Military chaplains help others find hope

July 4,  2022

With your very own hands you formed me;
    now breathe your wisdom over me so I can understand you.
When they see me waiting, expecting your Word,
    those who fear you will take heart and be glad.
I can see now, God, that your decisions are right;
    your testing has taught me what’s true and right.
Oh, love me—and right now!—hold me tight!
    just the way you promised. Psalm 119:73–76 (MSG)

Much has happened in and to our nation since our observance of this historic day last year. We pulled out of Afghanistan, endured the pandemic, remained divided by competing ideologies vying for ascendance in our political system, grieved the lives of countless innocents whose lives were taken in mass shootings and entered a time of financial instability that threatens many of the poorest among us.

In the face of the pain and grief rising from these tragedies, we can and must look for good — good done for others by those in our country who are called to serve.
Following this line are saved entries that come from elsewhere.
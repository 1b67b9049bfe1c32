//! Bytecode compiler and virtual machine for Monkey.
//!
//! # Architecture
//!
//! - `instruction`: opcode definitions, operand layouts, binary encode/decode
//! - `chunk`: the `Bytecode` container and compiled callable types
//! - `symbol_table`: scope resolution (global/local/free/builtin)
//! - `compiler`: single-pass AST-to-bytecode code generator
//! - `disassembler`: human-readable instruction listings
//! - `frame`: per-invocation call frames
//! - `vm`: the stack machine executing a compiled unit

pub mod chunk;
pub mod compiler;
pub mod disassembler;
pub mod frame;
pub mod instruction;
pub mod symbol_table;
pub mod vm;

pub use chunk::{Bytecode, Closure, CompiledFunction, Instructions};
pub use compiler::Compiler;
pub use disassembler::{disassemble, disassemble_bytecode, print_disassembly};
pub use instruction::{make, read_operands, Definition, Op};
pub use symbol_table::{Symbol, SymbolScope, SymbolTable};
pub use vm::{Vm, FRAMES_MAX, STACK_MAX};
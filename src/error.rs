//! Error types in kmeans-lab
//!

use thiserror::Error;

use ndarray::ShapeError;
pub type Result<T> = std::result::Result<T, Error>;

#[derive(Error, Debug, Clone)]
pub enum Error {
    #[error("invalid ndarray shape {0}")]
    NdShape(#[from] ShapeError),
    #[error("expected {expected} features, got {found}")]
    FeatureMismatch { expected: usize, found: usize },
    #[error("non-finite value in {0}")]
    NonFinite(&'static str),
}
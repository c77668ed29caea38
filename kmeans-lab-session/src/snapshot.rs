use kmeans_lab_clustering::{KMeansEngine, KMeansInit};
#[cfg(feature = "serde")]
use serde_crate::{Deserialize, Serialize};

/// A point as handed to the rendering side. `cluster` is `None` until the first assignment.
#[cfg_attr(
    feature = "serde",
    derive(Serialize, Deserialize),
    serde(crate = "serde_crate")
)]
#[derive(Clone, Copy, Debug, PartialEq)]
pub struct Point {
    pub x: f64,
    pub y: f64,
    pub cluster: Option<usize>,
}

/// A centroid; its index in [`Snapshot::centroids`] is the cluster label.
#[cfg_attr(
    feature = "serde",
    derive(Serialize, Deserialize),
    serde(crate = "serde_crate")
)]
#[derive(Clone, Copy, Debug, PartialEq)]
pub struct Centroid {
    pub x: f64,
    pub y: f64,
}

/// Progress of the current run. `playing` implies `!converged`.
#[cfg_attr(
    feature = "serde",
    derive(Serialize, Deserialize),
    serde(crate = "serde_crate")
)]
#[derive(Clone, Copy, Debug, Default, PartialEq, Eq)]
pub struct RunState {
    /// Iterations performed since the last (re-)initialization
    pub iteration: u64,
    pub converged: bool,
    pub playing: bool,
}

/// Owned copy of everything a renderer draws.
#[cfg_attr(
    feature = "serde",
    derive(Serialize, Deserialize),
    serde(crate = "serde_crate")
)]
#[derive(Clone, Debug, PartialEq)]
pub struct Snapshot {
    pub points: Vec<Point>,
    pub centroids: Vec<Centroid>,
    pub state: RunState,
    pub method: KMeansInit,
}

impl Snapshot {
    pub(crate) fn new(engine: Option<&KMeansEngine<f64>>, state: RunState, method: KMeansInit) -> Self {
        let (points, centroids) = match engine {
            Some(engine) => (
                engine
                    .observations()
                    .rows()
                    .into_iter()
                    .zip(engine.memberships())
                    .map(|(row, &cluster)| Point {
                        x: row[0],
                        y: row[1],
                        cluster,
                    })
                    .collect(),
                engine
                    .centroids()
                    .rows()
                    .into_iter()
                    .map(|row| Centroid { x: row[0], y: row[1] })
                    .collect(),
            ),
            None => (Vec::new(), Vec::new()),
        };
        Snapshot {
            points,
            centroids,
            state,
            method,
        }
    }

    /// Number of points carrying each cluster label.
    pub fn cluster_sizes(&self) -> Vec<usize> {
        let mut sizes = vec![0; self.centroids.len()];
        for cluster in self.points.iter().filter_map(|p| p.cluster) {
            sizes[cluster] += 1;
        }
        sizes
    }
}
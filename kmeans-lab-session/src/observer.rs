//! The rendering and notification side of a session.
//!
//! A [`Session`](crate::Session) calls [`Observer::render`] after every change of its state
//! and [`Observer::notify`] whenever the control panel would show a toast. Both are called
//! with the session locked: an observer must not call back into the session.

use std::fmt;

#[cfg(feature = "serde")]
use serde_crate::{Deserialize, Serialize};

use crate::Snapshot;

/// How a notification should be presented
#[cfg_attr(
    feature = "serde",
    derive(Serialize, Deserialize),
    serde(crate = "serde_crate")
)]
#[derive(Clone, Copy, Debug, PartialEq, Eq, Hash)]
pub enum Level {
    Info,
    Success,
    Error,
}

/// Something worth telling the user about
#[cfg_attr(
    feature = "serde",
    derive(Serialize, Deserialize),
    serde(crate = "serde_crate")
)]
#[derive(Clone, Debug, PartialEq, Eq)]
pub enum Notification {
    DatasetGenerated { n_points: usize },
    /// `iterations` counts the iterations of the operation that converged: the whole run
    /// for single steps and auto-play, the call alone for a run to convergence.
    Converged { iterations: u64 },
    AlreadyConverged,
    /// `iterations` counts the iterations of the run to convergence that gave up
    MaxIterationsReached { iterations: u64 },
    Reset,
    /// A rejected operation, carrying the error message
    Error(String),
}

impl Notification {
    pub fn level(&self) -> Level {
        match self {
            Self::DatasetGenerated { .. } | Self::Converged { .. } => Level::Success,
            Self::AlreadyConverged | Self::MaxIterationsReached { .. } | Self::Reset => Level::Info,
            Self::Error(_) => Level::Error,
        }
    }
}

impl fmt::Display for Notification {
    fn fmt(&self, f: &mut fmt::Formatter<'_>) -> fmt::Result {
        match self {
            Self::DatasetGenerated { n_points } => write!(f, "Generated {} points", n_points),
            Self::Converged { iterations } => write!(f, "Converged in {} iterations", iterations),
            Self::AlreadyConverged => f.write_str("Already converged"),
            Self::MaxIterationsReached { iterations } => write!(
                f,
                "Stopped after {} iterations without converging",
                iterations
            ),
            Self::Reset => f.write_str("Reset"),
            Self::Error(message) => f.write_str(message),
        }
    }
}

pub trait Observer: Send + Sync {
    fn render(&self, _snapshot: &Snapshot) {}

    fn notify(&self, _notification: &Notification) {}
}

/// Forwards renders and notifications to `tracing`.
#[derive(Clone, Copy, Debug, Default)]
pub struct TracingObserver;

impl Observer for TracingObserver {
    fn render(&self, snapshot: &Snapshot) {
        tracing::trace!(
            iteration = snapshot.state.iteration,
            converged = snapshot.state.converged,
            playing = snapshot.state.playing,
            n_points = snapshot.points.len(),
            n_centroids = snapshot.centroids.len(),
            "render"
        );
    }

    fn notify(&self, notification: &Notification) {
        match notification.level() {
            Level::Error => tracing::warn!("{}", notification),
            Level::Info | Level::Success => tracing::info!("{}", notification),
        }
    }
}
An example comes from one of our military chaplains who was pressed into the task of helping the Afghanis displaced from their homes. In her words:

Back in the end of August, when thousands of Afghans were streaming into the U.S., I was given the opportunity to be a part of a community wide effort at my duty station. The Garrison Chaplain at a base near us let us know the latest needs, and we put out the call out to our community. In just three days, our chapel was overflowing with donations. We took the first batch to the nearby base and then after a few more days of collecting, we were able to fill a 20-foot U-Haul with donations. Those went to another refugee location.

People who had never been to the chapel before and folks who said they didn’t even want the Afghans to come, showed up with carloads. The refrain I heard again and again was that this was something that they could do for the good. Participating in this effort felt like being a part of history. For about two weeks, the Afghan project took over our lives our schedule, our building space and our time. But it was a blessing indeed.
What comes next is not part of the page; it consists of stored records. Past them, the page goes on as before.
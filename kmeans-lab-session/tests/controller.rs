use std::sync::Arc;
use std::time::Duration;

use kmeans_lab_clustering::KMeansInit;
use kmeans_lab_datasets::PointDistribution;
use kmeans_lab_session::{
    Notification, Observer, PlayOutcome, RunState, SessionConfig, SessionController,
    SessionError, Snapshot, StepOutcome,
};
use ndarray::{array, Array2};
use parking_lot::Mutex;

#[derive(Default)]
struct Recorder {
    notifications: Mutex<Vec<Notification>>,
    snapshots: Mutex<Vec<Snapshot>>,
}

impl Observer for Recorder {
    fn render(&self, snapshot: &Snapshot) {
        self.snapshots.lock().push(snapshot.clone());
    }

    fn notify(&self, notification: &Notification) {
        self.notifications.lock().push(notification.clone());
    }
}

const PERIOD: Duration = Duration::from_millis(500);

fn pairs() -> Array2<f64> {
    array![[0., 0.], [0., 0.1], [1., 1.], [1., 0.9]]
}

// Two tight pairs of points; farthest-first splits them on the first iteration and the
// second one converges.
fn pairs_controller() -> (SessionController, Arc<Recorder>) {
    let recorder = Arc::new(Recorder::default());
    let config = SessionConfig::default()
        .with_n_clusters(2)
        .with_init(KMeansInit::FarthestFirst)
        .with_play_interval(PERIOD)
        .with_seed(3);
    let mut controller = SessionController::new(config, recorder.clone()).unwrap();
    controller.replace_points(pairs()).unwrap();
    (controller, recorder)
}

#[tokio::test(start_paused = true)]
async fn auto_play_stops_at_convergence() {
    let (mut controller, recorder) = pairs_controller();
    assert_eq!(controller.play().unwrap(), PlayOutcome::Started);
    assert!(controller.is_playing());

    controller.join().await;
    let state = controller.state();
    assert_eq!(
        state,
        RunState {
            iteration: 2,
            converged: true,
            playing: false
        }
    );
    assert!(recorder
        .notifications
        .lock()
        .contains(&Notification::Converged { iterations: 2 }));
    // the snapshot announcing convergence is already marked as stopped
    let snapshots = recorder.snapshots.lock();
    let converged = snapshots.iter().find(|s| s.state.converged).unwrap();
    assert!(!converged.state.playing);
}

#[tokio::test(start_paused = true)]
async fn first_step_comes_one_interval_after_play() {
    let (mut controller, _) = pairs_controller();
    controller.play().unwrap();

    tokio::time::sleep(PERIOD / 2).await;
    assert_eq!(controller.state().iteration, 0);

    tokio::time::sleep(PERIOD / 2 + Duration::from_millis(10)).await;
    assert_eq!(controller.state().iteration, 1);
    assert!(controller.is_playing());
}

#[tokio::test(start_paused = true)]
async fn pause_stops_the_ticks() {
    let (mut controller, _) = pairs_controller();
    controller.play().unwrap();
    tokio::time::sleep(PERIOD + Duration::from_millis(10)).await;
    assert_eq!(controller.state().iteration, 1);

    controller.pause();
    controller.pause();
    tokio::time::sleep(PERIOD * 4).await;
    let state = controller.state();
    assert_eq!(state.iteration, 1);
    assert!(!state.playing);

    // resuming picks up where the run stopped
    assert_eq!(controller.play().unwrap(), PlayOutcome::Started);
    controller.join().await;
    assert_eq!(controller.state().iteration, 2);
}

#[tokio::test(start_paused = true)]
async fn play_twice_keeps_one_task() {
    let (mut controller, _) = pairs_controller();
    assert_eq!(controller.play().unwrap(), PlayOutcome::Started);
    assert_eq!(controller.play().unwrap(), PlayOutcome::AlreadyPlaying);

    tokio::time::sleep(PERIOD + Duration::from_millis(10)).await;
    assert_eq!(controller.state().iteration, 1);
}

#[tokio::test(start_paused = true)]
async fn play_after_convergence_is_a_no_op() {
    let (mut controller, recorder) = pairs_controller();
    controller.run_to_convergence(None).unwrap();
    assert_eq!(controller.play().unwrap(), PlayOutcome::AlreadyConverged);
    assert!(!controller.is_playing());
    assert_eq!(
        recorder.notifications.lock().last(),
        Some(&Notification::AlreadyConverged)
    );
}

#[tokio::test(start_paused = true)]
async fn reset_while_playing_stops_auto_play() {
    let (mut controller, _) = pairs_controller();
    controller.play().unwrap();
    tokio::time::sleep(PERIOD + Duration::from_millis(10)).await;

    controller.reset().unwrap();
    controller.reset().unwrap();
    tokio::time::sleep(PERIOD * 4).await;
    assert_eq!(controller.state(), RunState::default());
    assert_eq!(controller.snapshot().centroids.len(), 2);
}

#[tokio::test(start_paused = true)]
async fn new_dataset_while_playing_stops_auto_play() {
    let (mut controller, _) = pairs_controller();
    controller.play().unwrap();
    controller
        .new_dataset(60, PointDistribution::Gaussian)
        .unwrap();
    tokio::time::sleep(PERIOD * 3).await;
    assert_eq!(controller.state(), RunState::default());
}

#[tokio::test(start_paused = true)]
async fn failed_operations_keep_auto_play_running() {
    let (mut controller, _) = pairs_controller();
    controller.play().unwrap();
    assert!(matches!(
        controller.set_n_clusters(5),
        Err(SessionError::KMeans(_))
    ));
    assert!(controller.is_playing());
    controller.join().await;
    assert!(controller.state().converged);
}

#[tokio::test]
async fn play_needs_centroids() {
    let recorder = Arc::new(Recorder::default());
    let config = SessionConfig::default().with_init(KMeansInit::Manual);
    let mut controller = SessionController::new(config, recorder.clone()).unwrap();
    assert!(matches!(controller.play(), Err(SessionError::NoDataset)));

    controller.replace_points(pairs()).unwrap();
    assert!(matches!(controller.play(), Err(SessionError::NoCentroids)));
    assert!(matches!(
        recorder.notifications.lock().last(),
        Some(Notification::Error(_))
    ));
}

#[test]
fn manual_centroids_only_move_on_step() {
    let config = SessionConfig::default().with_init(KMeansInit::Manual);
    let recorder = Arc::new(Recorder::default());
    let mut controller = SessionController::new(config, recorder).unwrap();
    controller
        .new_dataset(100, PointDistribution::Uniform)
        .unwrap();

    for (x, y) in &[(0.2, 0.2), (0.8, 0.2), (0.5, 0.8)] {
        controller.add_manual_centroid(*x, *y).unwrap();
    }
    let snapshot = controller.snapshot();
    assert_eq!(snapshot.centroids.len(), 3);
    assert!(snapshot.points.iter().all(|p| p.cluster.is_none()));

    assert!(matches!(
        controller.step().unwrap(),
        StepOutcome::Advanced { iteration: 1, .. }
    ));
    let snapshot = controller.snapshot();
    assert!(snapshot
        .points
        .iter()
        .all(|p| matches!(p.cluster, Some(c) if c < 3)));
    assert_eq!(snapshot.cluster_sizes().iter().sum::<usize>(), 100);
}

#[test]
fn run_to_convergence_always_terminates() {
    let config = SessionConfig::default()
        .with_n_clusters(10)
        .with_tolerance(f64::MIN_POSITIVE)
        .with_seed(8);
    let mut controller = SessionController::new(config, Arc::new(Recorder::default())).unwrap();
    controller
        .new_dataset(300, PointDistribution::Uniform)
        .unwrap();
    controller.run_to_convergence(Some(100)).unwrap();
    assert!(controller.state().iteration <= 100);
}
//! kmeans-lab prelude.
//!
//! This module contains the most used types, type aliases, traits and
//! functions that you can import easily as a group.
//!

#[doc(no_inline)]
pub use crate::error::{Error, Result};

#[doc(no_inline)]
pub use crate::param_guard::ParamGuard;

#[doc(no_inline)]
pub use crate::distance::{Distance, L2Dist};

#[doc(no_inline)]
pub use crate::Float;
mod algorithm;
mod errors;
mod hyperparams;
mod init;

pub use algorithm::*;
pub use errors::*;
pub use hyperparams::*;
pub use init::{KMeansInit, ParseInitError};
Seven of our military chaplains in widespread locations provided significant leadership and ministry during this trying time. Many more supported indirectly. As a nation, we did not hear much about the effort but in the lives of thousands seeking refuge, chaplain ministry and the significant efforts of uniformed personnel helped these who had lost much find hope for the future. As a nation, we accomplished good.

Looking to the year ahead and the challenges we face as a people, may we hear the psalmist and seek God’s wisdom. May we know that in testing we are taught what is true and right. And may the Lord love us right now — just the way God has promised.

Frederick Douglass concluded a speech to the Rochester Ladies’ Anti-Slavery Society in Rochester, New York, on July 5, 1852, now known as “What to the Slave is the Fourth of July?” with this poem by William Lloyd Garrison. May it become our prayer today.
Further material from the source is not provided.